Market Trends of North America Automotive Industry
This section covers the major market trends shaping the North America Automotive Market according to our research experts:
Rising Electric Mobility to Drive Demand in the Market
The increasing focus on reducing vehicular emissions has shifted the attention of the automotive industry toward electric vehicles, which are driving the market. With the growing environmental concerns, governments and environmental agencies are enacting stringent emission norms and laws that may increase the manufacturing cost of electric drive trains and fuel-efficient diesel engines in the coming years. North America has witnessed an unprecedented demand for battery-electric vehicles over the last five years. For instance,
- In the United States, sales of new light-duty chargeable electric vehicles increased to 608,000 in 2021 as compared to 308,000 in 2020. Battery electric vehicles accounted for more than 73% of the total chargeable electric vehicles sold in the country.
- Though the 2021 sales were flat compared to 2020, the growth rate since 2013 has been impressive. Although the global market declined in 2020 due to the COVID-19 pandemic, the BEVs segment has witnessed growth, and the long-term forecast of BEVs sales is optimistic.
Incentives and mandates are also boosting the demand for electric vehicles. Several incentives are being provided by the governments to encourage the sales of electric vehicles, as countries are focusing on reducing their vehicle emissions.
- The EPA and NHTSA proposed the implementation of the Safer Affordable Fuel-Efficient (SAFE) vehicles rules (2021 - 2026). These rules may set the standards for corporate average fuel economy and greenhouse gas emissions for passenger and light commercial vehicles.The Zero Emission Vehicles (ZEV) Program requires OEMs to sell specific numbers of clean and zero-emission vehicles (electric, hybrid, and fuel cell-powered commercial and passenger vehicles). The ZEV plan aims at putting 12 million ZEVs on the road by 2030.
Such developments are expected to boost the automotive market in North America over the forecast period.
The United States Likely to Occupy Significant Share in the Market
The United States is one of the major automotive industries in the world, which contributes at least 3% to the overall gross domestic product (GDP) of the country. The country manufactured close to 8.82 million vehicles in 2020, which is about 19% less than the previous year, 2019. This decline in manufacturing was mainly due to the COVID-19 pandemic and changes in the supply chains of the automobile industry.
- As of June 2020, approximately 250 million cars, trucks, and buses in the United States were powered by internal combustion engines using gasoline or diesel fuel.

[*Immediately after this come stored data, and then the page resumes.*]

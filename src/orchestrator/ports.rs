//! Which OS processes hold a listening TCP port.
//!
//! Every call re-queries the OS; nothing is cached.

use std::collections::BTreeSet;
use std::future::Future;
use std::sync::LazyLock;
use std::time::Duration;

use regex::Regex;
use serde::Serialize;
use tokio::process::Command;
use tracing::debug;

use crate::platform;

#[derive(Debug, Clone, PartialEq, Eq, Serialize)]
#[serde(tag = "kind", rename_all = "snake_case")]
pub enum PortInspection {
    /// Zero or more PIDs listening on the port.
    Listeners { pids: BTreeSet<u32> },
    /// Every query method failed; the port may or may not be free.
    Unknown { reason: String },
}

impl PortInspection {
    pub fn listeners(pids: impl IntoIterator<Item = u32>) -> Self {
        PortInspection::Listeners {
            pids: pids.into_iter().collect(),
        }
    }

    pub fn free() -> Self {
        Self::listeners([])
    }

    /// PIDs known to listen. `Unknown` yields the empty set.
    pub fn pids(&self) -> BTreeSet<u32> {
        match self {
            PortInspection::Listeners { pids } => pids.clone(),
            PortInspection::Unknown { .. } => BTreeSet::new(),
        }
    }

    pub fn is_known(&self) -> bool {
        matches!(self, PortInspection::Listeners { .. })
    }

    /// Known to have listeners.
    pub fn is_occupied(&self) -> bool {
        matches!(self, PortInspection::Listeners { pids } if !pids.is_empty())
    }
}

impl std::fmt::Display for PortInspection {
    fn fmt(&self, f: &mut std::fmt::Formatter<'_>) -> std::fmt::Result {
        match self {
            PortInspection::Listeners { pids } if pids.is_empty() => write!(f, "free"),
            PortInspection::Listeners { pids } => write!(f, "{}", join_pids(pids)),
            PortInspection::Unknown { reason } => write!(f, "unknown ({})", reason),
        }
    }
}

pub fn join_pids(pids: &BTreeSet<u32>) -> String {
    pids.iter()
        .map(|p| p.to_string())
        .collect::<Vec<_>>()
        .join(", ")
}

pub trait PortInspector: Send + Sync {
    fn inspect(&self, port: u16) -> impl Future<Output = PortInspection> + Send;

    /// Listening PIDs, with query failure reported as "no listeners".
    fn listening_pids(&self, port: u16) -> impl Future<Output = BTreeSet<u32>> + Send {
        async move { self.inspect(port).await.pids() }
    }
}

/// Queries the host with lsof / ss / procfs (Unix) or netstat (Windows).
#[derive(Debug, Clone)]
pub struct SystemPortInspector {
    query_timeout: Duration,
}

impl SystemPortInspector {
    pub fn new(query_timeout: Duration) -> Self {
        Self { query_timeout }
    }

    async fn query(&self, cmd: Command) -> Result<std::process::Output, String> {
        platform::run_captured(cmd, self.query_timeout).await
    }

    #[cfg(unix)]
    async fn lsof(&self, port: u16) -> Result<BTreeSet<u32>, String> {
        let mut cmd = Command::new("lsof");
        cmd.arg("-nP")
            .arg("-t")
            .arg(format!("-iTCP:{}", port))
            .arg("-sTCP:LISTEN");
        let output = self.query(cmd).await?;
        let stdout = String::from_utf8_lossy(&output.stdout);
        // lsof exits 1 when nothing matches.
        if output.status.success() || (output.status.code() == Some(1) && stdout.trim().is_empty())
        {
            Ok(parse_pid_lines(&stdout))
        } else {
            Err(format!(
                "exit {:?}: {}",
                output.status.code(),
                String::from_utf8_lossy(&output.stderr).trim()
            ))
        }
    }

    #[cfg(unix)]
    async fn ss(&self, port: u16) -> Result<BTreeSet<u32>, String> {
        let mut cmd = Command::new("ss");
        cmd.arg("-Hltnp")
            .arg("sport")
            .arg("=")
            .arg(format!(":{}", port));
        let output = self.query(cmd).await?;
        if !output.status.success() {
            return Err(format!(
                "exit {:?}: {}",
                output.status.code(),
                String::from_utf8_lossy(&output.stderr).trim()
            ));
        }
        parse_ss(&String::from_utf8_lossy(&output.stdout), port)
    }

    #[cfg(windows)]
    async fn netstat(&self, port: u16) -> Result<BTreeSet<u32>, String> {
        let mut cmd = Command::new("netstat");
        cmd.arg("-ano").arg("-p").arg("TCP");
        let output = self.query(cmd).await?;
        if !output.status.success() {
            return Err(format!("exit {:?}", output.status.code()));
        }
        Ok(parse_netstat(&String::from_utf8_lossy(&output.stdout), port))
    }
}

impl PortInspector for SystemPortInspector {
    async fn inspect(&self, port: u16) -> PortInspection {
        let mut failures = Vec::new();

        #[cfg(unix)]
        {
            match self.lsof(port).await {
                Ok(pids) => return PortInspection::Listeners { pids },
                Err(e) => failures.push(format!("lsof: {}", e)),
            }
            match self.ss(port).await {
                Ok(pids) => return PortInspection::Listeners { pids },
                Err(e) => failures.push(format!("ss: {}", e)),
            }
        }

        #[cfg(windows)]
        {
            match self.netstat(port).await {
                Ok(pids) => return PortInspection::Listeners { pids },
                Err(e) => failures.push(format!("netstat: {}", e)),
            }
        }

        if let Some(pids) = platform::procfs_listeners(port) {
            return PortInspection::Listeners { pids };
        }
        failures.push("procfs: unavailable or listener owner not visible".to_string());

        let reason = failures.join("; ");
        debug!(port, %reason, "port inspection failed");
        PortInspection::Unknown { reason }
    }
}

// ---------------------------------------------------------------------------
// Output parsers
// ---------------------------------------------------------------------------

/// One PID per line (`lsof -t`).
pub fn parse_pid_lines(output: &str) -> BTreeSet<u32> {
    output
        .lines()
        .filter_map(|l| l.trim().parse::<u32>().ok())
        .filter(|pid| *pid != 0)
        .collect()
}

static SS_PID_RE: LazyLock<Regex> = LazyLock::new(|| Regex::new(r"pid=(\d+)").unwrap());

/// `ss -ltnp` rows. A row for the port without any `pid=` means the owner is
/// hidden from us (another user's process), which is not the same as free.
pub fn parse_ss(output: &str, port: u16) -> Result<BTreeSet<u32>, String> {
    let suffix = format!(":{}", port);
    let mut pids = BTreeSet::new();
    let mut hidden_rows = 0;
    for line in output.lines() {
        let fields: Vec<&str> = line.split_whitespace().collect();
        if fields.first() == Some(&"State") || fields.len() < 4 {
            continue;
        }
        // State Recv-Q Send-Q Local:Port Peer:Port [Process]
        if !fields[3].ends_with(&suffix) {
            continue;
        }
        let before = pids.len();
        for cap in SS_PID_RE.captures_iter(line) {
            if let Ok(pid) = cap[1].parse::<u32>() {
                pids.insert(pid);
            }
        }
        if pids.len() == before && !SS_PID_RE.is_match(line) {
            hidden_rows += 1;
        }
    }
    if pids.is_empty() && hidden_rows > 0 {
        return Err("listener present but owner not visible".to_string());
    }
    Ok(pids)
}

/// `netstat -ano` rows in state LISTENING bound to the port.
pub fn parse_netstat(output: &str, port: u16) -> BTreeSet<u32> {
    let suffix = format!(":{}", port);
    output
        .lines()
        .filter_map(|line| {
            let fields: Vec<&str> = line.split_whitespace().collect();
            // Proto Local Foreign State PID
            if fields.len() < 5 || !fields[0].eq_ignore_ascii_case("TCP") {
                return None;
            }
            if !fields[3].eq_ignore_ascii_case("LISTENING") || !fields[1].ends_with(&suffix) {
                return None;
            }
            fields[4].parse::<u32>().ok().filter(|pid| *pid != 0)
        })
        .collect()
}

With the emergence of electric vehicles, the US government has been providing various tax benefits to support the purchase of electric vehicles.
- The credit for plug-in electric vehicles is a federal tax incentive for electric vehicles, where the credit ranges from USD 2,500 to USD 7,500 per vehicle, depending on the vehicle's battery capacity. This type of credit is available after the sale of 200,000 qualifying vehicles in the United States.
The government is also supporting the R&D of electric vehicles in the form of annual appropriations to the Office of Energy Efficiency and Renewable Energy (EERE). The United States is witnessing enormous demand for electric vehicles, which is majorly catered to by the Tier-1 companies. For instance, Tesla accounts for a major share of the market. Tesla Model 3, Tesla Model X, and Tesla Model S accounted for 57% of the sales, and Chevy Bolt and Nissan LEAF together accounted for 9% of sales.
The government is supporting electrification through programs and incentives like the FTA's Low or No-emission Vehicle Program and the California Hybrid and Zero-Emission Truck and Bus Voucher Incentive Project that help agencies purchase advanced technology transit buses.